■ Problem statement
Which lines in the data contain the word "Deserialize"? Please copy each of them.

■ Data provided
//! TTL cache for workload results
//!
//! The policy is unbounded and TTL-only: entries are checked for expiry when
//! they are read and are otherwise kept until overwritten or the process
//! exits. Memory grows with the number of distinct keys seen, so this cache is
//! only suitable for the bounded key space of the demo endpoint. Each process
//! owns its own instance; replicas do not share results.

use dashmap::DashMap;
use std::time::Duration;
use tokio::time::Instant;

/// Default time-to-live for cached results
pub const DEFAULT_TTL: Duration = Duration::from_secs(60);

#[derive(Debug, Clone, Copy)]
struct CacheEntry {
    value: u64,
    expires_at: Instant,
}

/// Thread-safe result cache with per-entry expiry
#[derive(Debug, Default)]
pub struct ResultCache {
    entries: DashMap<String, CacheEntry>,
}

impl ResultCache {
    pub fn new() -> Self {
        Self {
            entries: DashMap::new(),
        }
    }

    /// Look up a live entry. Entries whose expiry is at or before now are absent.
    pub fn get(&self, key: &str) -> Option<u64> {
        let entry = self.entries.get(key)?;
        if entry.expires_at > Instant::now() {
            Some(entry.value)
        } else {
            None
        }
    }

    /// Insert or overwrite an entry
    pub fn set(&self, key: impl Into<String>, value: u64, ttl: Duration) {
        let entry = CacheEntry {
            value,
            expires_at: Instant::now() + ttl,
        };
        self.entries.insert(key.into(), entry);
    }

    /// Number of stored entries, expired ones included
    pub fn len(&self) -> usize {
        self.entries.len()
    }

    pub fn is_empty(&self) -> bool {
        self.entries.is_empty()
    }
}

#[cfg(test)]
mod tests {
    use super::*;

    #[tokio::test(start_paused = true)]
    async fn test_get_before_expiry() {
        let cache = ResultCache::new();
        cache.set("after:1000:4", 42, DEFAULT_TTL);

        assert_eq!(cache.get("after:1000:4"), Some(42));
        tokio::time::advance(Duration::from_secs(59)).await;
        assert_eq!(cache.get("after:1000:4"), Some(42));
    }

    #[tokio::test(start_paused = true)]
    async fn test_expired_at_exact_deadline() {
        let cache = ResultCache::new();
        cache.set("k", 1, DEFAULT_TTL);

        tokio::time::advance(DEFAULT_TTL).await;
        assert_eq!(cache.get("k"), None);
        // lazily expired, not removed
        assert_eq!(cache.len(), 1);
    }

    #[tokio::test(start_paused = true)]
    async fn test_overwrite_refreshes_expiry() {
        let cache = ResultCache::new();
        cache.set("k", 1, DEFAULT_TTL);
        tokio::time::advance(Duration::from_secs(61)).await;
        assert_eq!(cache.get("k"), None);

        cache.set("k", 2, DEFAULT_TTL);
        assert_eq!(cache.get("k"), Some(2));
        assert_eq!(cache.len(), 1);
    }

    #[test]
    fn test_missing_key() {
        let cache = ResultCache::new();
        assert!(cache.is_empty());
        assert_eq!(cache.get("nope"), None);
    }

    #[tokio::test]
    async fn test_zero_ttl_is_never_live() {
        let cache = ResultCache::new();
        cache.set("k", 7, Duration::ZERO);
        assert_eq!(cache.get("k"), None);
    }
}
//! Command-line argument definitions.

use std::path::PathBuf;

use clap::{Args, Parser, Subcommand};
use xp_core::SplitMode;

/// Behavioral experiment data tools.
///
/// Splits psiTurk exports into per-participant event logs, extracts trial,
/// click, survey, debrief and timeline tables, and prepares bonus payments.
#[derive(Debug, Parser)]
#[command(name = "xp", version, about, long_about = None)]
pub struct Cli {
    /// Enable verbose output.
    #[arg(short, long, global = true)]
    pub verbose: bool,

    /// Path to config file.
    #[arg(short, long, global = true)]
    pub config: Option<PathBuf>,

    #[command(subcommand)]
    pub command: Option<Commands>,
}

/// Available subcommands.
#[derive(Debug, Subcommand)]
pub enum Commands {
    /// Run every extraction rule over the participant event files.
    Process(ProcessArgs),

    /// Split a psiTurk participant export into per-participant event files.
    Split(SplitArgs),

    /// Build the bonus payment table from psiTurk question data.
    Bonus(BonusArgs),

    /// List the available extraction rules.
    Rules,
}

#[derive(Debug, Args)]
pub struct ProcessArgs {
    /// Experiment code version (defaults to the configured version).
    pub version: Option<String>,

    /// Directory of `<wid>.json` event files [default: <data_dir>/raw/<version>/events].
    #[arg(long)]
    pub input: Option<PathBuf>,

    /// Output directory [default: <data_dir>/processed/<version>].
    #[arg(long)]
    pub output: Option<PathBuf>,

    /// Only run the named rule (repeatable).
    #[arg(long = "rule", value_name = "NAME")]
    pub rules: Vec<String>,

    /// Exit with an error if any file was skipped or any rule failed.
    #[arg(long)]
    pub strict: bool,

    /// Print the run summary as JSON.
    #[arg(long)]
    pub json: bool,
}

#[derive(Debug, Args)]
pub struct SplitArgs {
    /// Experiment code version (defaults to the configured version).
    pub version: Option<String>,

    /// psiTurk participant export (JSON array of participant rows).
    #[arg(long, short)]
    pub export: PathBuf,

    /// live: drop debug/preview participants and anonymize; debug/local: keep everyone.
    #[arg(long, default_value_t = SplitMode::Live)]
    pub mode: SplitMode,
}

#[derive(Debug, Args)]
pub struct BonusArgs {
    /// Experiment code version (defaults to the configured version).
    pub version: Option<String>,

    /// Output file [default: <data_dir>/raw/<version>/bonus.csv].
    #[arg(long)]
    pub output: Option<PathBuf>,
}
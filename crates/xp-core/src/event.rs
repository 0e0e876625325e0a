//! Timestamped events recorded by the experiment frontend.

use serde::{Deserialize, Serialize};
use serde_json::{Map, Value};

/// A single named observation from a participant's session log.
///
/// Only `event` and `timestamp` are required. Every other key is kept verbatim
/// in [`Event::fields`], in the order it appeared in the source file.
#[derive(Debug, Clone, PartialEq, Serialize, Deserialize)]
pub struct Event {
    /// Dot-delimited hierarchical name, e.g. `task.start.instructions`.
    #[serde(rename = "event")]
    pub name: String,
    /// Milliseconds reported by the frontend clock.
    pub timestamp: f64,
    /// Rule-specific payload (`uniqueID`, `outcome`, `x`, `y`, ...).
    #[serde(flatten)]
    pub fields: Map<String, Value>,
}

impl Event {
    /// Creates an event with no extra fields.
    pub fn new(name: impl Into<String>, timestamp: f64) -> Self {
        Self {
            name: name.into(),
            timestamp,
            fields: Map::new(),
        }
    }

    /// Adds a field, replacing any previous value under `key`.
    #[must_use]
    pub fn with_field(mut self, key: impl Into<String>, value: impl Into<Value>) -> Self {
        self.fields.insert(key.into(), value.into());
        self
    }

    /// Returns a payload field, treating JSON `null` as absent.
    pub fn field(&self, key: &str) -> Option<&Value> {
        self.fields.get(key).filter(|v| !v.is_null())
    }

    /// Returns a payload field or `null`.
    pub fn field_or_null(&self, key: &str) -> Value {
        self.field(key).cloned().unwrap_or(Value::Null)
    }

    /// Iterates over the dotted name segments.
    pub fn segments(&self) -> std::str::Split<'_, char> {
        self.name.split('.')
    }

    /// The final name segment (`task.hit` -> `hit`).
    pub fn last_segment(&self) -> &str {
        self.name.rsplit('.').next().unwrap_or(&self.name)
    }

    /// Timestamp as a JSON number, integral values rendered without a fraction.
    pub fn timestamp_value(&self) -> Value {
        number_value(self.timestamp)
    }
}

/// Largest integer exactly representable in an `f64`.
const MAX_SAFE_INTEGER: f64 = 9_007_199_254_740_991.0;

/// Converts a float to a JSON number, preferring an integer representation.
///
/// Frontend timestamps are integral milliseconds; emitting them as `1700000000000`
/// rather than `1700000000000.0` keeps the CSV output stable.
#[expect(
    clippy::cast_possible_truncation,
    reason = "value is integral and within the f64 safe integer range"
)]
pub fn number_value(value: f64) -> Value {
    if value.fract() == 0.0 && value.abs() <= MAX_SAFE_INTEGER {
        Value::from(value as i64)
    } else {
        serde_json::Number::from_f64(value).map_or(Value::Null, Value::Number)
    }
}
//! The end-of-experiment debrief form.

use std::sync::LazyLock;

use super::{ExtractError, ExtractOptions, OutputKind, Record, Rule, record_for};
use crate::pattern::Pattern;
use crate::session::Session;

static SUBMITTED: LazyLock<Pattern> =
    LazyLock::new(|| Pattern::parse("debrief.submitted").expect("valid pattern"));

pub(super) const RULE: Rule = Rule {
    name: "debrief",
    kind: OutputKind::Table,
    columns: &["wid", "difficulty", "feedback"],
    extract,
};

/// Every participant who finished must have submitted the debrief, so a
/// missing event is an error rather than an empty row.
fn extract(session: &Session, _options: &ExtractOptions) -> Result<Vec<Record>, ExtractError> {
    let submitted = session.find(&SUBMITTED);
    let Some(event) = submitted.first() else {
        return Err(ExtractError::MissingEvent {
            pattern: SUBMITTED.to_string(),
        });
    };
    if submitted.len() > 1 {
        tracing::warn!(
            wid = %session.wid,
            count = submitted.len(),
            "multiple debrief submissions, using the first"
        );
    }

    let mut record = record_for(session);
    record.insert("difficulty".into(), event.field_or_null("difficulty"));
    record.insert("feedback".into(), event.field_or_null("feedback"));
    Ok(vec![record])
}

■ Exercise answer
use serde::{Deserialize, Serialize};
#[derive(Debug, Clone, PartialEq, Serialize, Deserialize)]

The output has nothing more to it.